‘Complicity’ in Smuggling – A Guideline Ruling for the Haulage Industry


Hauliers who are ‘complicit’ in cross-border contraband smuggling are liable to have their vehicles seized by the UK Border Force (UKBF). As a case concerning a £13 million haul of illegal drugs showed, however, defining what exactly is meant by complicity is often far from straightforward.

A lorry loaded with 43 trollies of fresh-cut flowers was stopped by UKBF officers in the control zone at Coquelles, in France. Packed inside the bases of many of the trollies were 250kg of cocaine and 169kg of amphetamine. The vehicle, which was bound for the UK, was seized and its driver, the sole director of the company that owned it, was arrested.

The driver later stood trial on drug smuggling charges but was acquitted by a jury. In a decision that was subsequently confirmed on review, UKBF nevertheless refused to restore the vehicle to the company. Whilst not asserting that the driver knew the drugs were on board, UKBF contended that he had failed to make reasonable checks in relation to the consignor, the consignees and the goods themselves.
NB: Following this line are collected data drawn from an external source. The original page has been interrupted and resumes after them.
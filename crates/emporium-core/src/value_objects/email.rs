//! Email value object.

use serde::{Deserialize, Serialize};
use std::fmt;
use thiserror::Error;
use validator::ValidateEmail;

/// Error type for email validation.
#[derive(Debug, Error)]
#[error("Invalid email address: {0}")]
pub struct EmailError(String);

/// Email value object with validation.
#[derive(Debug, Clone, PartialEq, Eq, Hash, Serialize, Deserialize)]
#[serde(try_from = "String", into = "String")]
pub struct Email(String);

impl Email {
    /// Creates a new Email after validating the format.
    pub fn new(email: impl Into<String>) -> Result<Self, EmailError> {
        let email = email.into().trim().to_lowercase();

        if !email.validate_email() {
            return Err(EmailError(email));
        }

        Ok(Self(email))
    }

    /// Creates a new Email without validation.
    ///
    /// Only for data coming from trusted sources like the database where
    /// the email was already validated.
    #[must_use]
    pub fn new_unchecked(email: impl Into<String>) -> Self {
        Self(email.into().trim().to_lowercase())
    }

    /// Returns the email as a string slice.
    #[must_use]
    pub fn as_str(&self) -> &str {
        &self.0
    }
}

impl fmt::Display for Email {
    fn fmt(&self, f: &mut fmt::Formatter<'_>) -> fmt::Result {
        write!(f, "{}", self.0)
    }
}

impl TryFrom<String> for Email {
    type Error = EmailError;

    fn try_from(value: String) -> Result<Self, Self::Error> {
        Self::new(value)
    }
}

impl From<Email> for String {
    fn from(email: Email) -> Self {
        email.0
    }
}

impl AsRef<str> for Email {
    fn as_ref(&self) -> &str {
        &self.0
    }
}
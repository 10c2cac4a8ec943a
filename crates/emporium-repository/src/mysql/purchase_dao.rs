//! MySQL purchase DAO implementation.

use crate::{dao::PurchaseDao, pool::DatabasePoolInterface};
use async_trait::async_trait;
use chrono::NaiveDate;
use emporium_core::{
    CustomerId, EmporiumError, EmporiumResult, ProductId, Purchase, PurchaseId,
};
use shaku::Component;
use sqlx::FromRow;
use std::sync::Arc;
use tracing::debug;

/// MySQL purchase DAO implementation.
#[derive(Component, Clone)]
#[shaku(interface = PurchaseDao)]
pub struct MySqlPurchaseDao {
    #[shaku(inject)]
    pool: Arc<dyn DatabasePoolInterface>,
}

impl MySqlPurchaseDao {
    /// Creates a new MySQL purchase DAO.
    #[must_use]
    pub fn new(pool: Arc<dyn DatabasePoolInterface>) -> Self {
        Self { pool }
    }
}

/// Database row representation of a purchase.
#[derive(Debug, FromRow)]
struct PurchaseRow {
    id: i64,
    customer_id: i64,
    product_id: i64,
    purchase_date: NaiveDate,
    amount: f64,
}

impl From<PurchaseRow> for Purchase {
    fn from(row: PurchaseRow) -> Self {
        Purchase {
            id: Some(PurchaseId::from_i64(row.id)),
            customer_id: CustomerId::from_i64(row.customer_id),
            product_id: ProductId::from_i64(row.product_id),
            purchase_date: row.purchase_date,
            amount: row.amount,
        }
    }
}

#[async_trait]
impl PurchaseDao for MySqlPurchaseDao {
    async fn create(&self, purchase: &Purchase) -> EmporiumResult<Purchase> {
        if purchase.id.is_some() {
            return Err(EmporiumError::validation(
                "cannot insert a purchase that already has an id",
            ));
        }

        debug!(
            "Inserting purchase for customer {} and product {}",
            purchase.customer_id, purchase.product_id
        );

        let result = sqlx::query(
            r#"
            INSERT INTO purchase (customer_id, product_id, purchase_date, amount)
            VALUES (?, ?, ?, ?)
            "#,
        )
        .bind(purchase.customer_id.into_inner())
        .bind(purchase.product_id.into_inner())
        .bind(purchase.purchase_date)
        .bind(purchase.amount)
        .execute(self.pool.inner())
        .await?;

        // MySQL doesn't support RETURNING, so read the generated key and select
        let id = PurchaseId::from_i64(result.last_insert_id() as i64);
        self.find_by_id(id)
            .await?
            .ok_or_else(|| EmporiumError::internal("Failed to fetch inserted purchase"))
    }

    async fn find_by_id(&self, id: PurchaseId) -> EmporiumResult<Option<Purchase>> {
        debug!("Finding purchase by id: {}", id);

        let row = sqlx::query_as::<_, PurchaseRow>(
            r#"
            SELECT id, customer_id, product_id, purchase_date, amount
            FROM purchase
            WHERE id = ?
            "#,
        )
        .bind(id.into_inner())
        .fetch_optional(self.pool.inner())
        .await?;

        Ok(row.map(Purchase::from))
    }

    async fn find_by_customer_id(
        &self,
        customer_id: CustomerId,
    ) -> EmporiumResult<Vec<Purchase>> {
        debug!("Finding purchases by customer: {}", customer_id);

        let rows = sqlx::query_as::<_, PurchaseRow>(
            r#"
            SELECT id, customer_id, product_id, purchase_date, amount
            FROM purchase
            WHERE customer_id = ?
            ORDER BY purchase_date DESC, id DESC
            "#,
        )
        .bind(customer_id.into_inner())
        .fetch_all(self.pool.inner())
        .await?;

        Ok(rows.into_iter().map(Purchase::from).collect())
    }

    async fn find_by_product_id(&self, product_id: ProductId) -> EmporiumResult<Vec<Purchase>> {
        debug!("Finding purchases by product: {}", product_id);

        let rows = sqlx::query_as::<_, PurchaseRow>(
            r#"
            SELECT id, customer_id, product_id, purchase_date, amount
            FROM purchase
            WHERE product_id = ?
            ORDER BY purchase_date DESC, id DESC
            "#,
        )
        .bind(product_id.into_inner())
        .fetch_all(self.pool.inner())
        .await?;

        Ok(rows.into_iter().map(Purchase::from).collect())
    }

    async fn update(&self, purchase: &Purchase) -> EmporiumResult<Purchase> {
        let id = purchase
            .id
            .ok_or_else(|| EmporiumError::validation("cannot update a purchase without an id"))?;

        debug!("Updating purchase: {}", id);

        let result = sqlx::query(
            r#"
            UPDATE purchase
            SET customer_id = ?, product_id = ?, purchase_date = ?, amount = ?
            WHERE id = ?
            "#,
        )
        .bind(purchase.customer_id.into_inner())
        .bind(purchase.product_id.into_inner())
        .bind(purchase.purchase_date)
        .bind(purchase.amount)
        .bind(id.into_inner())
        .execute(self.pool.inner())
        .await?;

        if result.rows_affected() == 0 {
            return Err(EmporiumError::not_found("purchase", id));
        }

        self.find_by_id(id)
            .await?
            .ok_or_else(|| EmporiumError::internal("Failed to fetch updated purchase"))
    }

    async fn delete(&self, id: PurchaseId) -> EmporiumResult<bool> {
        debug!("Deleting purchase: {}", id);

        let result = sqlx::query("DELETE FROM purchase WHERE id = ?")
            .bind(id.into_inner())
            .execute(self.pool.inner())
            .await?;

        Ok(result.rows_affected() > 0)
    }
}

impl std::fmt::Debug for MySqlPurchaseDao {
    fn fmt(&self, f: &mut std::fmt::Formatter<'_>) -> std::fmt::Result {
        f.debug_struct("MySqlPurchaseDao").finish_non_exhaustive()
    }
}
In challenging that decision as unreasonable and disproportionate, the company argued that the driver was an innocent victim and guilty of no more than an error of judgment. He was unable to observe the lorry being loaded because of COVID-19 precautions. The drugs were so skilfully concealed that he would have remained unaware of their presence in any event. Fabricated consignment notes were only handed to him when he picked up the load and he had no time to check them.

Upholding his appeal, the First-tier Tribunal (FTT) noted that a person may be found to be complicit in a smuggling attempt if he or she turns a blind eye to suspicious circumstances and fails to make appropriate inquiries. However, that scenario was to be distinguished from failing to carry out reasonable checks irrespective of whether there was a suspicion of smuggling.

The driver’s acquittal, whilst not decisive, was significant. The review decision did not refer to any specific finding that he was complicit in the smuggling attempt. An allegation that he failed to carry out checks because he knew that they would be futile should not have been taken into account. That error was by itself sufficient to render the decision unsafe and unreasonable. The FTT directed that a fresh review be conducted in the light of its ruling by an officer who had not previously had any connection to the case.